» **Collected data**
........

//! Raw settings schema (as parsed from TOML)

use serde::{Deserialize, Serialize};
use std::path::PathBuf;

/// Raw settings as parsed from TOML
#[derive(Debug, Clone, Deserialize, Serialize)]
pub struct RawSettings {
    /// Config schema version
    pub config_version: u32,

    /// Daemon-level settings
    #[serde(default)]
    pub daemon: RawDaemonSettings,

    /// Warning notification settings
    #[serde(default)]
    pub notifications: RawNotificationSettings,

    /// Activity metrics backend
    pub activity: RawActivitySettings,
}

/// Daemon-level settings
#[derive(Debug, Clone, Default, Deserialize, Serialize)]
pub struct RawDaemonSettings {
    /// Data directory for the store (default: /var/lib/wardend)
    pub data_dir: Option<PathBuf>,

    /// Scheduler granularity: how often due instances are evaluated
    pub reconcile_interval_seconds: Option<u64>,

    /// Margin added past a deadline when computing the next-check hint,
    /// so an instance is not requeued just before its deadline
    pub margin_seconds: Option<u64>,
}

/// Warning notification settings
#[derive(Debug, Clone, Deserialize, Serialize)]
pub struct RawNotificationSettings {
    /// Global switch for warning notifications
    #[serde(default = "default_true")]
    pub enabled: bool,

    /// Minimum interval between repeated warnings for one instance
    pub interval_seconds: Option<u64>,

    /// Default maximum number of warnings before the cap (templates may
    /// override via metadata)
    pub max_alerts: Option<u32>,

    /// Webhook endpoint for delivery; warnings are logged only when absent
    pub webhook_url: Option<String>,
}

impl Default for RawNotificationSettings {
    fn default() -> Self {
        Self {
            enabled: true,
            interval_seconds: None,
            max_alerts: None,
            webhook_url: None,
        }
    }
}

/// Activity metrics backend settings
#[derive(Debug, Clone, Deserialize, Serialize)]
pub struct RawActivitySettings {
    /// Base URL of the metrics service
    pub base_url: String,

    /// Per-request timeout
    pub request_timeout_seconds: Option<u64>,

    /// Access channels to query; the reported activity is the most recent
    /// timestamp across all of them
    pub channels: Option<Vec<String>>,
}

fn default_true() -> bool {
    true
}

#[cfg(test)]
mod tests {
    use super::*;

    #[test]
    fn parse_full_settings() {
        let toml_str = r#"
            config_version = 1

            [daemon]
            data_dir = "/var/lib/wardend"
            reconcile_interval_seconds = 60
            margin_seconds = 30

            [notifications]
            enabled = true
            interval_seconds = 3600
            max_alerts = 3
            webhook_url = "https://hooks.internal/warden"

            [activity]
            base_url = "http://metrics.internal:9090"
            request_timeout_seconds = 10
            channels = ["desktop", "ssh", "webssh"]
        "#;

        let raw: RawSettings = toml::from_str(toml_str).unwrap();
        assert_eq!(raw.config_version, 1);
        assert_eq!(raw.notifications.max_alerts, Some(3));
        assert_eq!(raw.activity.channels.as_ref().unwrap().len(), 3);
    }

    #[test]
    fn notifications_default_enabled() {
        let toml_str = r#"
            config_version = 1

            [activity]
            base_url = "http://metrics.internal:9090"
        "#;

        let raw: RawSettings = toml::from_str(toml_str).unwrap();
        assert!(raw.notifications.enabled);
    }
}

........

» **Your assignment**
The word to find is "deadline". Copy every line of the data that holds it.

» **Output of the task**
    /// Margin added past a deadline when computing the next-check hint,
    /// so an instance is not requeued just before its deadline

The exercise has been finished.